● REQUIRED WORK:
Exactly retype the lines of the material from its first line to the line with "provided via --config", including both.

● LISTED RECORDS:
┌──

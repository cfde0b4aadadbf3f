use crate::models::Config;
use anyhow::{Context, Result};
use std::fs;
use std::path::{Path, PathBuf};

/// Load configuration from file or use defaults
///
/// Search order:
/// 1. Custom path if provided via --config
/// 2. .quellrc in current directory
/// 3. ~/.quellrc in home directory
/// 4. Built-in defaults
pub fn load_config(custom_path: Option<&Path>) -> Result<Config> {
    // If custom path provided, use it exclusively
    if let Some(path) = custom_path {
        return load_config_from_file(path)
            .with_context(|| format!("Failed to load config from {}", path.display()));
    }

    let candidates = [Some(PathBuf::from(".quellrc")), get_home_config_path()];
    for path in candidates.into_iter().flatten() {
        if !path.exists() {
            continue;
        }
        match load_config_from_file(&path) {
            Ok(config) => {
                tracing::debug!("Using config from {}", path.display());
                return Ok(config);
            }
            Err(err) => tracing::warn!("Skipping config {}: {:#}", path.display(), err),
        }
    }

    Ok(Config::default())
}

/// Load config from a specific file
fn load_config_from_file(path: &Path) -> Result<Config> {
    let contents = fs::read_to_string(path)
        .with_context(|| format!("Failed to read config file: {}", path.display()))?;

    let config: Config = toml::from_str(&contents)
        .with_context(|| format!("Failed to parse config file: {}", path.display()))?;

    Ok(config)
}

/// Get path to home directory config file
fn get_home_config_path() -> Option<PathBuf> {
    dirs::home_dir().map(|home| home.join(".quellrc"))
}

#[cfg(test)]
mod tests {
    use super::*;
    use std::io::Write;
    use tempfile::NamedTempFile;

    #[test]
    fn test_load_custom_config() {
        let mut temp_file = NamedTempFile::new().unwrap();
        let config_content = r#"
[eslint]
extensions = [".ts", ".vue"]
ignore_file = "config/.eslintignore"

[pylint]
ignored_dirs = [".venv", "migrations"]
"#;
        temp_file.write_all(config_content.as_bytes()).unwrap();

        let config = load_config(Some(temp_file.path())).unwrap();
        assert_eq!(config.eslint.extensions, vec![".ts", ".vue"]);
        assert_eq!(config.eslint.ignore_file, PathBuf::from("config/.eslintignore"));
        // Unset keys keep their defaults
        assert_eq!(config.eslint.ignored_dirs, vec!["node_modules"]);
        assert_eq!(config.pylint.ignored_dirs, vec![".venv", "migrations"]);
    }

    #[test]
    fn test_empty_config_uses_defaults() {
        let temp_file = NamedTempFile::new().unwrap();
        let config = load_config_from_file(temp_file.path()).unwrap();
        assert_eq!(config.eslint.extensions.len(), 5);
        assert!(config.pylint.ignored_dirs.is_empty());
    }

    #[test]
    fn test_invalid_custom_config_fails() {
        let mut temp_file = NamedTempFile::new().unwrap();
        temp_file.write_all(b"[eslint]\nextensions = 3\n").unwrap();

        assert!(load_config(Some(temp_file.path())).is_err());
    }

    #[test]
    fn test_missing_custom_config_fails() {
        assert!(load_config(Some(Path::new("/definitely/not/here/.quellrc"))).is_err());
    }
}
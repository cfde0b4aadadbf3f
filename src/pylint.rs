//! Pylint suppression comments (`# pylint: disable=...`).
//!
//! Justification is gathered from the comment line above the directive, the
//! free text after the rule list, and every comment line that directly
//! follows the directive.

use crate::diagnostics::Diagnostics;
use crate::models::{SuppressionKind, SuppressionRecord};
use crate::scanner::{Dialect, LineClass};
use regex::Regex;
use std::path::Path;
use std::sync::LazyLock;

static DIRECTIVE: LazyLock<Regex> = LazyLock::new(|| {
    Regex::new(
        r"^.*#\s*pylint\s*:\s*disable(?:-next)?\s*=\s*(?P<rule>[\w\-]+(?:\s*,\s*[\w\-]+)*)?,?(?:\s+(?P<reason>.+?))?\s*$",
    )
    .expect("pylint directive regex should compile")
});

/// Dialect for `#` comment languages checked by Pylint
#[derive(Debug, Default, Clone, Copy)]
pub struct PylintDialect;

impl PylintDialect {
    /// The only extension scanned when walking a directory
    pub const EXTENSION: &'static str = "py";
}

/// Text of a `#` comment line, or `None` for code
fn comment_body(line: &str) -> Option<&str> {
    line.trim().strip_prefix('#').map(str::trim)
}

/// Same-line reason with a leading `#` or `--` marker removed
fn clean_reason(reason: &str) -> &str {
    let reason = reason.trim();
    reason
        .strip_prefix("--")
        .or_else(|| reason.strip_prefix('#'))
        .unwrap_or(reason)
        .trim()
}

impl Dialect for PylintDialect {
    fn name(&self) -> &'static str {
        "pylint"
    }

    fn continues_justification(&self) -> bool {
        true
    }

    fn classify(
        &self,
        path: &Path,
        lines: &[String],
        index: usize,
        diagnostics: &dyn Diagnostics,
    ) -> LineClass {
        let Some(line) = lines.get(index).map(|line| line.trim()) else {
            return LineClass::Code;
        };
        let line_number = index + 1;

        let Some(caps) = DIRECTIVE.captures(line) else {
            return match comment_body(line) {
                Some(text) => LineClass::Comment(text.to_string()),
                None => LineClass::Code,
            };
        };

        let mut record = SuppressionRecord::new(path, line_number, SuppressionKind::PylintDisable);

        record.rule = match caps.name("rule") {
            Some(rule) => Some(rule.as_str().trim())
                .filter(|rule| !rule.is_empty())
                .map(str::to_string),
            None => {
                diagnostics.debug(&format!(
                    "Unable to retrieve rule matching group at {}:{}",
                    path.display(),
                    line_number
                ));
                None
            }
        };

        let preceding = index
            .checked_sub(1)
            .and_then(|i| lines.get(i))
            .and_then(|previous| comment_body(previous))
            .filter(|text| !text.is_empty());
        if let Some(text) = preceding {
            record.justification.push(text.to_string());
        }

        if let Some(reason) = caps
            .name("reason")
            .map(|m| clean_reason(m.as_str()))
            .filter(|reason| !reason.is_empty())
        {
            record.justification.push(reason.to_string());
        }

        LineClass::Directive(record)
    }
}
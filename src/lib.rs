//! Quell - Audit your linter suppressions
//!
//! A CLI tool that finds linter-suppression directives in a codebase and
//! reports where each one is, which rule it silences, and the comment that
//! justifies it.
//!
//! # Features
//!
//! - ESLint directives (`/* eslint-disable */`, `// eslint-disable-next-line`)
//!   and TypeScript `// @ts-ignore` style comments
//! - Entries in a project `.eslintignore`
//! - Pylint `# pylint: disable=...` directives, including multi-line reasons
//! - Console, table, JSON and CSV reports
//! - A verification mode that fails when any suppression has no reason
//!
//! # Example
//!
//! ```rust,no_run
//! use quell::*;
//! use std::path::Path;
//!
//! let options = scanner::ScanOptions {
//!     extensions: vec!["py".to_string()],
//!     ..Default::default()
//! };
//!
//! // Scan directory
//! let outcome = scanner::scan_target(
//!     Path::new("."),
//!     &options,
//!     &PylintDialect,
//!     &TracingDiagnostics,
//! ).unwrap();
//!
//! // Fail on suppressions without a reason
//! policy::verify(&outcome.records, &TracingDiagnostics).unwrap();
//! ```

pub mod cli;
pub mod config;
pub mod diagnostics;
pub mod error;
pub mod eslint;
pub mod filters;
pub mod ignore_list;
pub mod models;
pub mod policy;
pub mod pylint;
pub mod reporter;
pub mod scanner;

// Re-export commonly used types
pub use diagnostics::{Diagnostics, MemoryDiagnostics, TracingDiagnostics};
pub use error::ScanError;
pub use eslint::EslintDialect;
pub use models::{Config, SuppressionKind, SuppressionRecord, SuppressionReport};
pub use pylint::PylintDialect;
pub use scanner::Dialect;
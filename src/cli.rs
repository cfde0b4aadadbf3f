use crate::filters::parse_list;
use crate::models::Config;
use crate::pylint::PylintDialect;
use crate::scanner::ScanOptions;
use clap::{Args, Parser, ValueEnum};
use std::path::PathBuf;

#[derive(Parser, Debug)]
#[command(name = "quell")]
#[command(version, about = "Audit linter suppressions and their justifications", long_about = None)]
pub struct Cli {
    #[command(subcommand)]
    pub command: Commands,
}

#[derive(Parser, Debug)]
pub enum Commands {
    /// Scan JavaScript/TypeScript sources for eslint-disable and @ts- directives
    Eslint(EslintArgs),
    /// Scan Python sources for pylint: disable directives
    Pylint(PylintArgs),
}

impl Commands {
    pub fn common(&self) -> &CommonArgs {
        match self {
            Commands::Eslint(args) => &args.common,
            Commands::Pylint(args) => &args.common,
        }
    }
}

#[derive(Args, Debug)]
pub struct CommonArgs {
    /// File or directory to scan (defaults to current directory)
    #[arg(default_value = ".")]
    pub path: PathBuf,

    /// Directory to save a CSV report in (if not specified, prints to stdout)
    #[arg(short = 'O', long)]
    pub output_dir: Option<PathBuf>,

    /// Comma-separated directories to skip
    #[arg(short = 'I', long)]
    pub ignore_dirs: Option<String>,

    /// Only verify that every suppression has a reason; exit 1 otherwise
    #[arg(short, long)]
    pub verify: bool,

    /// Console output format
    #[arg(short, long, value_enum, default_value = "terminal")]
    pub format: OutputFormat,

    /// Path to custom config file
    #[arg(short, long)]
    pub config: Option<PathBuf>,

    /// Enable debug logging
    #[arg(long)]
    pub verbose: bool,
}

#[derive(Parser, Debug)]
pub struct EslintArgs {
    #[command(flatten)]
    pub common: CommonArgs,

    /// Path to the .eslintignore file to audit, if it exists
    #[arg(short = 'E', long)]
    pub eslint_ignore_path: Option<PathBuf>,

    /// Comma-separated file extensions to scan (e.g. ".js,.ts")
    #[arg(short = 'F', long)]
    pub file_ext: Option<String>,
}

impl EslintArgs {
    /// Resolve scan options, letting flags override the config file
    pub fn scan_options(&self, config: &Config) -> ScanOptions {
        let extensions = match &self.file_ext {
            Some(list) => parse_list(list),
            None => config.eslint.extensions.clone(),
        };

        ScanOptions {
            extensions,
            ignored_dirs: resolve_ignored_dirs(&self.common, &config.eslint.ignored_dirs),
            ignore_list: Some(
                self.eslint_ignore_path
                    .clone()
                    .unwrap_or_else(|| config.eslint.ignore_file.clone()),
            ),
        }
    }
}

#[derive(Parser, Debug)]
pub struct PylintArgs {
    #[command(flatten)]
    pub common: CommonArgs,
}

impl PylintArgs {
    pub fn scan_options(&self, config: &Config) -> ScanOptions {
        ScanOptions {
            extensions: vec![PylintDialect::EXTENSION.to_string()],
            ignored_dirs: resolve_ignored_dirs(&self.common, &config.pylint.ignored_dirs),
            ignore_list: None,
        }
    }
}

fn resolve_ignored_dirs(common: &CommonArgs, configured: &[String]) -> Vec<PathBuf> {
    let dirs = match &common.ignore_dirs {
        Some(list) => parse_list(list),
        None => configured.to_vec(),
    };
    dirs.into_iter().map(PathBuf::from).collect()
}

#[derive(Debug, Clone, Copy, ValueEnum)]
pub enum OutputFormat {
    /// One labeled block per suppression
    Terminal,
    /// Summary and suppression tables
    Table,
    /// JSON format
    Json,
}
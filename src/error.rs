use std::path::PathBuf;

use thiserror::Error;

#[derive(Error, Debug)]
pub enum ScanError {
    #[error("Specified path '{}' does not exist", path.display())]
    TargetNotFound { path: PathBuf },

    #[error("Failed to read file: {}", path.display())]
    FileAccess {
        path: PathBuf,
        #[source]
        source: std::io::Error,
    },

    #[error("{count} suppression(s) found without a justification")]
    Unjustified { count: usize },

    #[error("Failed to create output directory: {}", path.display())]
    OutputDir {
        path: PathBuf,
        #[source]
        source: std::io::Error,
    },

    #[error("Failed to walk directory: {0}")]
    Walk(#[from] ignore::Error),
}

pub type Result<T> = std::result::Result<T, ScanError>;
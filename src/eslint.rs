//! ESLint and TypeScript suppression comments.
//!
//! Recognizes three directive shapes, tried in order on each trimmed line:
//!
//! 1. `/* eslint-disable [rules] [-- reason] */` covering the whole file
//! 2. `// eslint-disable-line ...` or `// eslint-disable-next-line ...`
//! 3. `// @ts-ignore`, `// @ts-expect-error`, `// @ts-nocheck`
//!
//! A directive's justification is the comment on the line directly above it,
//! followed by any `-- reason` text on the directive line itself.

use crate::diagnostics::Diagnostics;
use crate::models::{SuppressionKind, SuppressionRecord};
use crate::scanner::{Dialect, LineClass};
use regex::{Captures, Regex};
use std::path::Path;
use std::sync::LazyLock;

static FILE_DIRECTIVE: LazyLock<Regex> = LazyLock::new(|| {
    Regex::new(
        r"^/\*\s*eslint-disable(?P<rule>\s[\w@\-,\s/]*?)?\s*(?:--\s*(?P<reason>.*?))?\s*\*/$",
    )
    .expect("file directive regex should compile")
});

static LINE_DIRECTIVE: LazyLock<Regex> = LazyLock::new(|| {
    Regex::new(
        r"^.*(?://|/\*)\s*eslint-disable(?:-next)?-line(?P<rule>\s[\w@\-,\s/]*?)?\s*(?:--\s*(?P<reason>.*?))?\s*(?:\*/)?$",
    )
    .expect("line directive regex should compile")
});

static TS_DIRECTIVE: LazyLock<Regex> = LazyLock::new(|| {
    Regex::new(r"^//\s*@ts-[a-z\-]*(?:\s*(?::|--)?\s*(?P<reason>.*?))?\s*$")
        .expect("ts directive regex should compile")
});

/// Dialect for `//` and `/* */` comment languages
#[derive(Debug, Default, Clone, Copy)]
pub struct EslintDialect;

/// Match `line` against the directive shapes in precedence order
fn match_directive(line: &str) -> Option<(SuppressionKind, Captures<'_>)> {
    [
        (&*FILE_DIRECTIVE, SuppressionKind::EslintFile),
        (&*LINE_DIRECTIVE, SuppressionKind::EslintLine),
        (&*TS_DIRECTIVE, SuppressionKind::TsComment),
    ]
    .into_iter()
    .find_map(|(pattern, kind)| pattern.captures(line).map(|caps| (kind, caps)))
}

/// Body of the comment on `lines[index]` with markers removed, or `None` for code
fn comment_body(lines: &[String], index: usize) -> Option<&str> {
    let line = lines.get(index)?.trim();

    let body = if let Some(rest) = line.strip_prefix("//") {
        rest
    } else if let Some(rest) = line.strip_prefix("/*") {
        rest.strip_suffix("*/").unwrap_or(rest)
    } else if line.starts_with("*/") {
        ""
    } else if line.starts_with('*') && inside_block_comment(lines, index) {
        let rest = &line[1..];
        rest.strip_suffix("*/").unwrap_or(rest)
    } else {
        return None;
    };

    Some(body.trim().trim_matches('*').trim())
}

/// Whether a block comment opened above `index` is still unterminated.
///
/// Keeps `* quantity` style operator continuations from reading as comments.
fn inside_block_comment(lines: &[String], index: usize) -> bool {
    for line in lines[..index.min(lines.len())].iter().rev() {
        match (line.rfind("/*"), line.rfind("*/")) {
            (Some(open), Some(close)) => return open > close,
            (Some(_), None) => return true,
            (None, Some(_)) => return false,
            (None, None) => {}
        }
    }

    false
}

/// Justification text carried by the line above a directive
fn preceding_justification(lines: &[String], index: usize) -> Option<String> {
    comment_body(lines, index.checked_sub(1)?)
        .filter(|text| !text.is_empty())
        .map(str::to_string)
}

impl Dialect for EslintDialect {
    fn name(&self) -> &'static str {
        "eslint"
    }

    fn continues_justification(&self) -> bool {
        false
    }

    fn classify(
        &self,
        path: &Path,
        lines: &[String],
        index: usize,
        diagnostics: &dyn Diagnostics,
    ) -> LineClass {
        let Some(line) = lines.get(index).map(|line| line.trim()) else {
            return LineClass::Code;
        };
        let line_number = index + 1;

        let Some((kind, caps)) = match_directive(line) else {
            return match comment_body(lines, index) {
                Some(text) => LineClass::Comment(text.to_string()),
                None => LineClass::Code,
            };
        };

        let mut record = SuppressionRecord::new(path, line_number, kind);

        record.rule = match caps.name("rule") {
            Some(rule) => Some(rule.as_str().trim())
                .filter(|rule| !rule.is_empty())
                .map(str::to_string),
            None => {
                diagnostics.debug(&format!(
                    "Unable to retrieve rule matching group for {} at {}:{}",
                    kind,
                    path.display(),
                    line_number
                ));
                None
            }
        };

        if let Some(text) = preceding_justification(lines, index) {
            record.justification.push(text);
        }

        if let Some(reason) = caps
            .name("reason")
            .map(|m| m.as_str().trim())
            .filter(|reason| !reason.is_empty())
        {
            record.justification.push(reason.to_string());
        }

        LineClass::Directive(record)
    }
}
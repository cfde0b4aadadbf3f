use crate::diagnostics::Diagnostics;
use crate::error::Result;
use crate::models::{SuppressionKind, SuppressionRecord};
use crate::scanner::read_lines;
use std::path::{Path, PathBuf};

/// Scan a project-level ignore list such as `.eslintignore`.
///
/// Every listed path becomes one record; a `#` comment on the line directly
/// above it is taken as the justification. A missing file yields no records.
pub fn scan_ignore_list(path: &Path, diagnostics: &dyn Diagnostics) -> Result<Vec<SuppressionRecord>> {
    if !path.exists() {
        diagnostics.debug(&format!("No ignore list found at {}", path.display()));
        return Ok(Vec::new());
    }

    let lines = read_lines(path)?;
    let records = ignore_list_records(&lines);

    diagnostics.debug(&format!(
        "Found {} ignored path(s) in {}",
        records.len(),
        path.display()
    ));

    Ok(records)
}

/// Build ignore-list records from already-loaded lines
pub fn ignore_list_records(lines: &[String]) -> Vec<SuppressionRecord> {
    let mut records = Vec::new();

    for (index, raw) in lines.iter().enumerate() {
        let entry = raw.trim();
        if entry.is_empty() || entry.starts_with('#') {
            continue;
        }

        let line_number = index + 1;
        let mut record = SuppressionRecord::new(
            &PathBuf::from(entry),
            line_number,
            SuppressionKind::IgnoreList,
        );

        let reason = index
            .checked_sub(1)
            .and_then(|i| lines.get(i))
            .and_then(|previous| previous.trim().strip_prefix('#'))
            .map(str::trim)
            .filter(|text| !text.is_empty());
        if let Some(text) = reason {
            record.justification.push(text.to_string());
        }

        records.push(record);
    }

    records
}
use crate::config::PackagesConfig;
use crate::types::{RuleCategory, SourceLocation, Violation, ViolationKind};

use super::{DetectionContext, Detector};

/// Package name of a bare import specifier.
///
/// `@scope/name/deep` -> `@scope/name`, `name/deep` -> `name`. Relative,
/// absolute, `node:` builtin and `@/` / `~/` alias specifiers have none.
pub fn package_name(specifier: &str) -> Option<&str> {
    if specifier.is_empty()
        || specifier.starts_with('.')
        || specifier.starts_with('/')
        || specifier.starts_with('~')
        || specifier.starts_with("node:")
    {
        return None;
    }

    if let Some(scoped) = specifier.strip_prefix('@') {
        let mut parts = scoped.splitn(3, '/');
        let scope = parts.next().filter(|s| !s.is_empty())?;
        return match parts.next() {
            Some(name) if !name.is_empty() => Some(&specifier[..scope.len() + name.len() + 2]),
            _ => Some(specifier),
        };
    }

    specifier.split('/').next()
}

/// Flags third-party packages a layer is not allowed to use.
pub struct ForbiddenPackageDetector {
    config: PackagesConfig,
}

impl ForbiddenPackageDetector {
    pub fn new(config: PackagesConfig) -> Self {
        Self { config }
    }
}

impl Default for ForbiddenPackageDetector {
    fn default() -> Self {
        Self::new(PackagesConfig::default())
    }
}

impl Detector for ForbiddenPackageDetector {
    fn category(&self) -> RuleCategory {
        RuleCategory::ForbiddenPackage
    }

    fn detect(&self, ctx: &DetectionContext<'_>) -> Vec<Violation> {
        let mut violations = Vec::new();

        for unit in ctx.units {
            let Some(layer) = unit.layer else { continue };
            let denied = self.config.denied(layer);
            if denied.is_empty() {
                continue;
            }

            for import in &unit.imports {
                let Some(package) = package_name(&import.specifier) else {
                    continue;
                };
                if !denied.iter().any(|d| d == package) {
                    continue;
                }
                violations.push(
                    Violation::new(
                        ViolationKind::ForbiddenPackage {
                            package: package.to_string(),
                            layer,
                        },
                        SourceLocation::at(&unit.path, import.line),
                        format!("{layer} layer depends on forbidden package '{package}'"),
                        ctx.severities,
                    )
                    .with_suggestion(format!(
                        "Move the '{package}' usage to the infrastructure layer behind a port"
                    )),
                );
            }
        }

        violations
    }
}

#[cfg(test)]
mod tests {
    use super::*;
    use crate::detectors::test_support::run;
    use crate::types::Layer;

    #[test]
    fn test_package_name() {
        assert_eq!(package_name("typeorm"), Some("typeorm"));
        assert_eq!(package_name("lodash/fp"), Some("lodash"));
        assert_eq!(package_name("@prisma/client"), Some("@prisma/client"));
        assert_eq!(package_name("@aws-sdk/client-s3/dist/x"), Some("@aws-sdk/client-s3"));
        assert_eq!(package_name("@scope"), Some("@scope"));
        assert_eq!(package_name("./local"), None);
        assert_eq!(package_name("../up"), None);
        assert_eq!(package_name("/abs/path"), None);
        assert_eq!(package_name("node:fs"), None);
        assert_eq!(package_name("@/components/Button"), None);
        assert_eq!(package_name("~/utils"), None);
    }

    #[test]
    fn test_domain_using_orm_is_flagged() {
        let violations = run(
            &ForbiddenPackageDetector::default(),
            &[(
                "src/domain/order/Order.ts",
                "import { z } from 'zod';\nimport { Entity } from 'typeorm';\nimport { PrismaClient } from '@prisma/client';\n",
            )],
        );
        assert_eq!(violations.len(), 2);
        assert_eq!(
            violations[0].kind,
            ViolationKind::ForbiddenPackage {
                package: "typeorm".to_string(),
                layer: Layer::Domain,
            }
        );
        assert_eq!(violations[0].location.line, Some(2));
        assert_eq!(violations[1].location.line, Some(3));
    }

    #[test]
    fn test_infrastructure_may_use_anything() {
        let violations = run(
            &ForbiddenPackageDetector::default(),
            &[(
                "src/infrastructure/db/OrderRepo.ts",
                "import { Entity } from 'typeorm';\nimport express from 'express';\n",
            )],
        );
        assert!(violations.is_empty());
    }

    #[test]
    fn test_application_may_use_http_client() {
        let violations = run(
            &ForbiddenPackageDetector::default(),
            &[("src/application/Sync.ts", "import axios from 'axios';\n")],
        );
        assert!(violations.is_empty());
    }
}
use std::path::PathBuf;

use thiserror::Error;

/// Whole-run failures. Per-file problems never surface here; they are
/// logged and the file is left out of the model.
#[derive(Debug, Error)]
pub enum AnalysisError {
    /// The project root could not be scanned at all.
    #[error("failed to scan {}: {message}", .root.display())]
    Scan {
        /// Root directory that was requested.
        root: PathBuf,
        /// Flattened error chain from the file-access collaborator.
        message: String,
    },
}

impl AnalysisError {
    pub(crate) fn scan(root: impl Into<PathBuf>, err: &anyhow::Error) -> Self {
        AnalysisError::Scan {
            root: root.into(),
            message: format!("{err:#}"),
        }
    }
}

#[cfg(test)]
mod tests {
    use super::*;

    #[test]
    fn test_scan_error_message_keeps_chain() {
        let inner = anyhow::anyhow!("directory does not exist").context("walking tree");
        let err = AnalysisError::scan("/tmp/nope", &inner);
        let msg = err.to_string();
        assert!(msg.contains("/tmp/nope"));
        assert!(msg.contains("walking tree"));
        assert!(msg.contains("directory does not exist"));
    }
}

└──

● ANSWER BELOW:
repository cfde0b4aadadbf3f
use crate::models::Config;
use anyhow::{Context, Result};
use std::fs;
use std::path::{Path, PathBuf};

/// Load configuration from file or use defaults
///
/// Search order:
/// 1. Custom path if provided via --config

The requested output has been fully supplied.